//! Test utilities for pcp-client
//!
//! Provides a mock phone (plain HTTP, or HTTPS with a self-signed
//! certificate) for integration tests and scripted doubles for the
//! transport seam.

use std::collections::VecDeque;
use std::net::SocketAddr;
use std::sync::atomic::{AtomicBool, AtomicUsize, Ordering};
use std::sync::Arc;
use std::time::Duration;

use async_trait::async_trait;
use axum::body::{to_bytes, Body};
use axum::extract::State;
use axum::http::{HeaderMap, Request, StatusCode};
use axum::response::{IntoResponse, Response};
use axum::Router;
use hyper::header::{HeaderValue, CONTENT_TYPE};
use hyper_util::rt::TokioIo;
use hyper_util::service::TowerToHyperService;
use parking_lot::Mutex;
use pcp_core::{ForwardResult, ResultRecorder};
use rcgen::CertifiedKey;
use rustls::pki_types::PrivatePkcs8KeyDer;
use tokio::io::{AsyncRead, AsyncWrite};
use tokio::net::TcpListener;
use tokio::sync::oneshot;
use tokio_rustls::TlsAcceptor;

use crate::engine::DIAL_ENDPOINT;
use crate::error::{ClientError, Result, TransportError};
use crate::request::{Attempt, JSON_CONTENT_TYPE};
use crate::transport::{AttemptResponse, Transport, TransportFactory};

/// Body the mock phone answers the dial quirk with
pub const QUIRK_BODY: &str = "<html><body><h1>400 Bad Request</h1></body></html>";

/// Body of every successful mock phone response
pub const OK_BODY: &str = r#"{"Status":"2000"}"#;

/// Path the mock phone holds for a minute before answering
pub const STALL_PATH: &str = "/stall";

const STALL: Duration = Duration::from_secs(60);

/// First byte of a TLS handshake record
const TLS_HANDSHAKE: u8 = 0x16;

// =============================================================================
// Mock phone
// =============================================================================

/// A request as received by [`MockDevice`]
#[derive(Debug, Clone)]
pub struct RecordedRequest {
    pub method: String,
    pub path: String,
    pub headers: HeaderMap,
    pub body: String,
    /// Whether the request arrived over TLS
    pub tls: bool,
}

#[derive(Default)]
struct DeviceState {
    requests: Mutex<Vec<RecordedRequest>>,
    dial_failures: AtomicUsize,
}

/// Router state of one listener flavour
#[derive(Clone)]
struct Endpoint {
    device: Arc<DeviceState>,
    tls: bool,
}

/// Stand-in for a phone's web API.
///
/// Records every request. The dial endpoint answers `400` for the
/// configured number of requests, `/status/{code}` answers `{code}`,
/// [`STALL_PATH`] never answers in time, and everything else answers `200`
/// with a JSON body. Shuts down when dropped.
pub struct MockDevice {
    pub addr: SocketAddr,
    tls: bool,
    state: Arc<DeviceState>,
    shutdown_tx: Option<oneshot::Sender<()>>,
    handle: Option<tokio::task::JoinHandle<()>>,
}

impl MockDevice {
    pub async fn start() -> std::io::Result<Self> {
        Self::start_with_dial_failures(0).await
    }

    /// Start a plain-HTTP device whose dial endpoint fails `failures` times
    /// before succeeding.
    pub async fn start_with_dial_failures(failures: usize) -> std::io::Result<Self> {
        let listener = TcpListener::bind("127.0.0.1:0").await?;
        let addr = listener.local_addr()?;
        let state = device_state(failures);
        let router = device_router(&state, false);

        let (shutdown_tx, shutdown_rx) = oneshot::channel();
        let handle = tokio::spawn(async move {
            axum::serve(listener, router)
                .with_graceful_shutdown(async {
                    let _ = shutdown_rx.await;
                })
                .await
                .ok();
        });

        tokio::time::sleep(Duration::from_millis(10)).await;

        Ok(Self {
            addr,
            tls: false,
            state,
            shutdown_tx: Some(shutdown_tx),
            handle: Some(handle),
        })
    }

    pub async fn start_tls() -> std::io::Result<Self> {
        Self::start_tls_with_dial_failures(0).await
    }

    /// Start a device serving HTTPS with a freshly generated self-signed
    /// certificate, like a factory-fresh phone.
    ///
    /// Plain HTTP is answered on the same port, so a downgraded dial retry
    /// reaches the same device.
    pub async fn start_tls_with_dial_failures(failures: usize) -> std::io::Result<Self> {
        let acceptor = self_signed_acceptor()?;
        let listener = TcpListener::bind("127.0.0.1:0").await?;
        let addr = listener.local_addr()?;
        let state = device_state(failures);

        let (shutdown_tx, shutdown_rx) = oneshot::channel();
        let handle = tokio::spawn(serve_dual(listener, acceptor, state.clone(), shutdown_rx));

        tokio::time::sleep(Duration::from_millis(10)).await;

        Ok(Self {
            addr,
            tls: true,
            state,
            shutdown_tx: Some(shutdown_tx),
            handle: Some(handle),
        })
    }

    pub fn base_url(&self) -> String {
        let scheme = if self.tls { "https" } else { "http" };
        format!("{}://{}", scheme, self.addr)
    }

    /// Absolute URL of `path` on this device
    pub fn url(&self, path: &str) -> String {
        format!("{}{}", self.base_url(), path)
    }

    /// Requests received so far, in arrival order
    pub fn requests(&self) -> Vec<RecordedRequest> {
        self.state.requests.lock().clone()
    }

    pub async fn shutdown(mut self) {
        if let Some(tx) = self.shutdown_tx.take() {
            let _ = tx.send(());
        }
        if let Some(handle) = self.handle.take() {
            let _ = handle.await;
        }
    }
}

impl Drop for MockDevice {
    fn drop(&mut self) {
        if let Some(tx) = self.shutdown_tx.take() {
            let _ = tx.send(());
        }
        if let Some(handle) = self.handle.take() {
            handle.abort();
        }
    }
}

fn device_state(dial_failures: usize) -> Arc<DeviceState> {
    Arc::new(DeviceState {
        requests: Mutex::new(Vec::new()),
        dial_failures: AtomicUsize::new(dial_failures),
    })
}

fn device_router(state: &Arc<DeviceState>, tls: bool) -> Router {
    Router::new().fallback(handle_request).with_state(Endpoint {
        device: state.clone(),
        tls,
    })
}

fn self_signed_acceptor() -> std::io::Result<TlsAcceptor> {
    let CertifiedKey { cert, key_pair } =
        rcgen::generate_simple_self_signed(vec!["localhost".to_string()])
            .map_err(std::io::Error::other)?;
    let key = PrivatePkcs8KeyDer::from(key_pair.serialize_der());

    let provider = Arc::new(rustls::crypto::ring::default_provider());
    let config = rustls::ServerConfig::builder_with_provider(provider)
        .with_safe_default_protocol_versions()
        .map_err(std::io::Error::other)?
        .with_no_client_auth()
        .with_single_cert(vec![cert.der().clone()], key.into())
        .map_err(std::io::Error::other)?;
    Ok(TlsAcceptor::from(Arc::new(config)))
}

/// Accept loop answering TLS and plain HTTP on one port.
///
/// A connection is TLS when its first byte opens a handshake record.
async fn serve_dual(
    listener: TcpListener,
    acceptor: TlsAcceptor,
    state: Arc<DeviceState>,
    mut shutdown_rx: oneshot::Receiver<()>,
) {
    let https = device_router(&state, true);
    let http = device_router(&state, false);

    loop {
        let stream = tokio::select! {
            accepted = listener.accept() => match accepted {
                Ok((stream, _)) => stream,
                Err(_) => continue,
            },
            _ = &mut shutdown_rx => break,
        };
        let (acceptor, https, http) = (acceptor.clone(), https.clone(), http.clone());
        tokio::spawn(async move {
            let mut first = [0u8; 1];
            match stream.peek(&mut first).await {
                Ok(1) if first[0] == TLS_HANDSHAKE => {
                    if let Ok(stream) = acceptor.accept(stream).await {
                        serve_connection(stream, https).await;
                    }
                }
                Ok(_) => serve_connection(stream, http).await,
                Err(_) => {}
            }
        });
    }
}

async fn serve_connection<S>(stream: S, router: Router)
where
    S: AsyncRead + AsyncWrite + Unpin + Send + 'static,
{
    let _ = hyper::server::conn::http1::Builder::new()
        .serve_connection(TokioIo::new(stream), TowerToHyperService::new(router))
        .await;
}

async fn handle_request(State(endpoint): State<Endpoint>, request: Request<Body>) -> Response {
    let (parts, body) = request.into_parts();
    let body = match to_bytes(body, usize::MAX).await {
        Ok(bytes) => String::from_utf8_lossy(&bytes).into_owned(),
        Err(_) => return StatusCode::BAD_REQUEST.into_response(),
    };
    let path = parts.uri.path().to_string();
    let state = &endpoint.device;
    state.requests.lock().push(RecordedRequest {
        method: parts.method.to_string(),
        path: path.clone(),
        headers: parts.headers,
        body,
        tls: endpoint.tls,
    });

    if path == STALL_PATH {
        tokio::time::sleep(STALL).await;
    }

    if path.contains(DIAL_ENDPOINT) {
        let failing = state
            .dial_failures
            .fetch_update(Ordering::SeqCst, Ordering::SeqCst, |n| n.checked_sub(1))
            .is_ok();
        if failing {
            return (
                StatusCode::BAD_REQUEST,
                [(CONTENT_TYPE, "text/html")],
                QUIRK_BODY,
            )
                .into_response();
        }
    }

    if let Some(code) = path.strip_prefix("/status/") {
        let status = code
            .parse::<u16>()
            .ok()
            .and_then(|code| StatusCode::from_u16(code).ok())
            .unwrap_or(StatusCode::BAD_REQUEST);
        return status.into_response();
    }

    ([(CONTENT_TYPE, JSON_CONTENT_TYPE)], OK_BODY).into_response()
}

/// URL of a local port nothing listens on
pub fn unused_local_url() -> std::io::Result<String> {
    let listener = std::net::TcpListener::bind("127.0.0.1:0")?;
    let addr = listener.local_addr()?;
    drop(listener);
    Ok(format!("http://{}", addr))
}

// =============================================================================
// Scripted doubles
// =============================================================================

/// Scripted outcome of one attempt
#[derive(Debug, Clone)]
pub enum ScriptedOutcome {
    Respond { status: u16, body: String },
    /// Fails with a refused connection carrying this message
    Fail(String),
}

impl ScriptedOutcome {
    pub fn respond(status: u16, body: impl Into<String>) -> Self {
        Self::Respond {
            status,
            body: body.into(),
        }
    }

    pub fn fail(message: impl Into<String>) -> Self {
        Self::Fail(message.into())
    }
}

#[derive(Default)]
struct ScriptState {
    outcomes: Mutex<VecDeque<ScriptedOutcome>>,
    attempts: Mutex<Vec<Attempt>>,
}

/// Transport replaying scripted outcomes in order.
///
/// Answers `200` with an empty body once the script is exhausted. Clones
/// share the script and the attempt log.
#[derive(Clone, Default)]
pub struct ScriptedTransport {
    state: Arc<ScriptState>,
}

impl ScriptedTransport {
    pub fn new(outcomes: Vec<ScriptedOutcome>) -> Self {
        Self {
            state: Arc::new(ScriptState {
                outcomes: Mutex::new(outcomes.into()),
                attempts: Mutex::new(Vec::new()),
            }),
        }
    }

    /// Attempts sent so far
    pub fn attempts(&self) -> Vec<Attempt> {
        self.state.attempts.lock().clone()
    }
}

#[async_trait]
impl Transport for ScriptedTransport {
    async fn send(&self, attempt: &Attempt) -> std::result::Result<AttemptResponse, TransportError> {
        self.state.attempts.lock().push(attempt.clone());
        let outcome = self
            .state
            .outcomes
            .lock()
            .pop_front()
            .unwrap_or_else(|| ScriptedOutcome::respond(200, ""));

        match outcome {
            ScriptedOutcome::Respond { status, body } => {
                let mut headers = HeaderMap::new();
                headers.insert(CONTENT_TYPE, HeaderValue::from_static(JSON_CONTENT_TYPE));
                Ok(AttemptResponse {
                    status,
                    reason: StatusCode::from_u16(status)
                        .ok()
                        .and_then(|s| s.canonical_reason())
                        .unwrap_or_default()
                        .to_string(),
                    headers,
                    body,
                })
            }
            ScriptedOutcome::Fail(message) => Err(TransportError::Io(std::io::Error::new(
                std::io::ErrorKind::ConnectionRefused,
                message,
            ))),
        }
    }
}

#[derive(Default)]
struct FactoryState {
    builds: AtomicUsize,
    fail_next: AtomicBool,
}

/// Factory handing out scripted transports and counting builds
#[derive(Clone, Default)]
pub struct ScriptedFactory {
    transport: Option<ScriptedTransport>,
    state: Arc<FactoryState>,
}

impl ScriptedFactory {
    /// Every build returns a fresh transport with an empty script.
    pub fn new() -> Self {
        Self::default()
    }

    /// Every build returns `transport`.
    pub fn with_transport(transport: ScriptedTransport) -> Self {
        Self {
            transport: Some(transport),
            state: Arc::default(),
        }
    }

    /// Successful builds so far
    pub fn builds(&self) -> usize {
        self.state.builds.load(Ordering::SeqCst)
    }

    /// Make the next build fail.
    pub fn fail_next_build(&self) {
        self.state.fail_next.store(true, Ordering::SeqCst);
    }
}

impl TransportFactory for ScriptedFactory {
    fn build_transport(&self) -> Result<Arc<dyn Transport>> {
        if self.state.fail_next.swap(false, Ordering::SeqCst) {
            return Err(ClientError::Tls(rustls::Error::General(
                "scripted build failure".to_string(),
            )));
        }
        self.state.builds.fetch_add(1, Ordering::SeqCst);
        Ok(Arc::new(self.transport.clone().unwrap_or_default()))
    }
}

/// Recorder keeping every result in memory
#[derive(Clone, Default)]
pub struct CollectingRecorder {
    results: Arc<Mutex<Vec<ForwardResult>>>,
}

impl CollectingRecorder {
    pub fn new() -> Self {
        Self::default()
    }

    pub fn results(&self) -> Vec<ForwardResult> {
        self.results.lock().clone()
    }
}

impl ResultRecorder for CollectingRecorder {
    fn record(&self, result: &ForwardResult) {
        self.results.lock().push(result.clone());
    }
}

Task goal = Copy every line of the data where "when" is found.

Result for this task =
/// with a JSON body. Shuts down when dropped.
/// A connection is TLS when its first byte opens a handshake record.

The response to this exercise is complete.